Carissimo Diego,

    anzitutto complimenti per il nuovo incarico alla Direzione di Vita Trentina, anche se so che tu vedi primariamente la responsabilità che te ne deriva: formulo al riguardo augurio ma soprattutto una preghiera perché il Signore benedica la tua opera.

   Con l’occasione ti passo un mio articolo/riflessione che probabilmente non potrai pubblicare (sia perché lungo, sia perché forse politically uncorrect), ma sul quale non mi dispiacerebbe un giudizio tuo o di qualche tuo collaboratore in VT, soprattutto se mi fosse critico in correzione fraterna.

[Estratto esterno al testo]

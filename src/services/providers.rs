//! Catalog collaborator seams
//!
//! The curation core never talks to the catalog service directly. Candidate
//! tracks, artist catalogues and audio features come through these traits,
//! and persisted defaults plus the artist-id cache through [`ConfigStore`].

use crate::error::ProviderError;
use crate::models::{AudioFeatures, Track};
use async_trait::async_trait;
use std::collections::HashMap;

pub type ProviderResult<T> = std::result::Result<T, ProviderError>;

/// Free-text / field-filtered track search.
#[async_trait]
pub trait TrackSearchProvider: Send + Sync {
    /// Search the catalog. Queries may carry `genre:` and `year:` filters.
    async fn search(&self, query: &str, limit: usize) -> ProviderResult<Vec<Track>>;
}

#[async_trait]
pub trait ArtistCatalogProvider: Send + Sync {
    /// Catalog id for an artist name; `ProviderError::NotFound` when unknown.
    async fn resolve_artist_id(&self, name: &str) -> ProviderResult<String>;

    async fn top_tracks(&self, artist_id: &str) -> ProviderResult<Vec<Track>>;
}

#[async_trait]
pub trait AudioFeatureProvider: Send + Sync {
    /// Features for up to [`AudioFeatureProvider::max_batch`] ids. Ids the
    /// catalog has no analysis for are simply absent from the map.
    async fn features(&self, track_ids: &[String]) -> ProviderResult<HashMap<String, AudioFeatures>>;

    fn max_batch(&self) -> usize {
        100
    }
}

/// Read-only view of persisted configuration.
pub trait ConfigStore: Send + Sync {
    fn get_default(&self, key: &str) -> Option<String>;

    /// Previously resolved catalog id for an artist name (case-insensitive).
    fn cached_artist_id(&self, name: &str) -> Option<String>;
}

/// Fixed key/value store, handy for embedding callers and tests.
#[derive(Debug, Clone, Default)]
pub struct StaticConfigStore {
    pub defaults: HashMap<String, String>,
    pub artist_ids: HashMap<String, String>,
}

impl StaticConfigStore {
    pub fn with_default(mut self, key: &str, value: &str) -> Self {
        self.defaults.insert(key.to_string(), value.to_string());
        self
    }

    pub fn with_artist_id(mut self, name: &str, id: &str) -> Self {
        self.artist_ids.insert(name.trim().to_lowercase(), id.to_string());
        self
    }
}

impl ConfigStore for StaticConfigStore {
    fn get_default(&self, key: &str) -> Option<String> {
        self.defaults.get(key).cloned()
    }

    fn cached_artist_id(&self, name: &str) -> Option<String> {
        self.artist_ids.get(&name.trim().to_lowercase()).cloned()
    }
}

#[cfg(test)]
mod tests {
    use super::*;

    #[test]
    fn test_static_store_lookups() {
        let store = StaticConfigStore::default()
            .with_default("default_arc", "build")
            .with_artist_id("Massive Attack", "6FXMGgJwohJLUSr5nVlf9X");

        assert_eq!(store.get_default("default_arc").as_deref(), Some("build"));
        assert_eq!(store.get_default("missing"), None);
        assert_eq!(
            store.cached_artist_id("  massive ATTACK ").as_deref(),
            Some("6FXMGgJwohJLUSr5nVlf9X")
        );
    }
}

   L’articolo approntai in bozza lo scorso mese dopo un anno di catechesi in Parrocchia (animai la catechesi rivolta ai genitori dei bambini di Prima Comunione) avente per tema la libertà: parte delle argomentazioni emerse negli incontri di tale catechesi enucleai in articoli per il trimestrale interparrocchiale Comunità in Cammino (a marzo questo articolo su liberté egalité senza fraternité, a giugno quest’altro perché non bombardare), mentre la seguente bozza di articolo, frutto di mia riflessione estiva (non di dialogo con i genitori, per quanto in linea con il suddetto tema libertà), non ha trovato spazio nel numero di settembre di Comunità in Cammino.

   Scusa la lungaggine: sapendoti preso in ben maggiori priorità, non chiedo risposta: se arriva è solo dono.

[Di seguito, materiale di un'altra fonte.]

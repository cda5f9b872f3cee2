use serde::Serialize;

#[derive(Debug, thiserror::Error)]
pub enum CurationError {
    #[error("Target track count must be positive, got {0}")]
    InvalidTargetCount(usize),

    #[error("Creativity must be within [0, 1], got {0}")]
    InvalidCreativity(f64),

    #[error("Validation error: {0}")]
    Validation(String),

    #[error("Invalid rule table: {0}")]
    InvalidVocabulary(#[from] regex::Error),

    #[error("Configuration error: {0}")]
    Config(String),

    #[error("Catalog provider error: {0}")]
    Provider(#[from] ProviderError),

    #[error("Internal error")]
    Internal(#[from] anyhow::Error),
}

impl From<validator::ValidationErrors> for CurationError {
    fn from(errors: validator::ValidationErrors) -> Self {
        CurationError::Validation(errors.to_string())
    }
}

/// Failures reported by the catalog collaborators.
#[derive(Debug, Clone, PartialEq, thiserror::Error)]
pub enum ProviderError {
    #[error("Not found: {0}")]
    NotFound(String),

    #[error("Permission denied")]
    PermissionDenied,

    #[error("Provider unavailable: {0}")]
    Unavailable(String),
}

/// Degraded-but-successful conditions observed during a run.
#[derive(Debug, Clone, PartialEq, Serialize)]
#[serde(tag = "kind", rename_all = "snake_case")]
pub enum CurationNotice {
    /// The prompt carried no genre, mood, exclusion or comparison signal;
    /// ranking fell back to popularity.
    AmbiguousPrompt,
    InsufficientCandidates { requested: usize, available: usize },
    /// Energy data was missing for `missing` tracks; sequencing used
    /// round-robin artist spreading.
    FeatureDataUnavailable { missing: usize },
    ArtistUnresolved { name: String },
}

pub type Result<T> = std::result::Result<T, CurationError>;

   Buona Opera! Cordiali saluti.

   Carlo (fiduciario Parrocchia S.Giuseppe/Rovereto)

P.s.: se venisse pubblicato qualcosa, vorrei che fosse a puro titolo personale, non coinvolgente la Parrocchia, e che venisse firmato con l’acronimo CzzC.

 

E se i conflitti derivassero soprattutto da un problema educativo?

 

Ricorre con crescente frequenza la notizia che grandi e sagge personalità dell’Islam ammettono che la loro religione ha bisogno di una rivoluzione dell’insegnamento, quantomeno per tacitare i maestri del verbo uccidere e per correggere le applicazioni dei relativi testi sacro-didattici che, in particolare, confliggono con gli art.18 (libertà di coscienza) e art.19 (libertà di espressione) della dichiarazione universale dei diritti umani, sottoscritta dalla maggior parte delle nazioni (esclusi i regimi leninisti e islamisti).

Il suo Art.18 recita: «Ogni individuo ha il diritto alla libertà di pensiero, di coscienza e di religione; tale diritto include la libertà di cambiare religione o credo, e la libertà di manifestare, isolatamente o in comune, sia in pubblico che in privato, la propria religione ...».

L’Art.19 della stessa dichiarazione recita  «Ogni individuo ha diritto alla libertà di opinione e di espressione incluso il diritto di non essere molestato per la propria opinione ...».

Siccome questa dichiarazione universale dei diritti dell'uomo (1948/Parigi) non è compatibile con la concezione della persona e della comunità che ha l'Islam, la comunità internazionale concesse agli stati islamici che adottano la sharia (si dovevano accontentare soprattutto Pakistan e Arabia Saudita, alleati degli USA, ma pretendevano correzione anche Sudan e Iran) di proclamare nel 1981 presso l’Unesco a Parigi, la versione islamica della Dichiarazione universale dei diritti dell'uomo e nel 1990 fu proclamata la Dichiarazione del Cairo dei Diritti Umani dell'Islam.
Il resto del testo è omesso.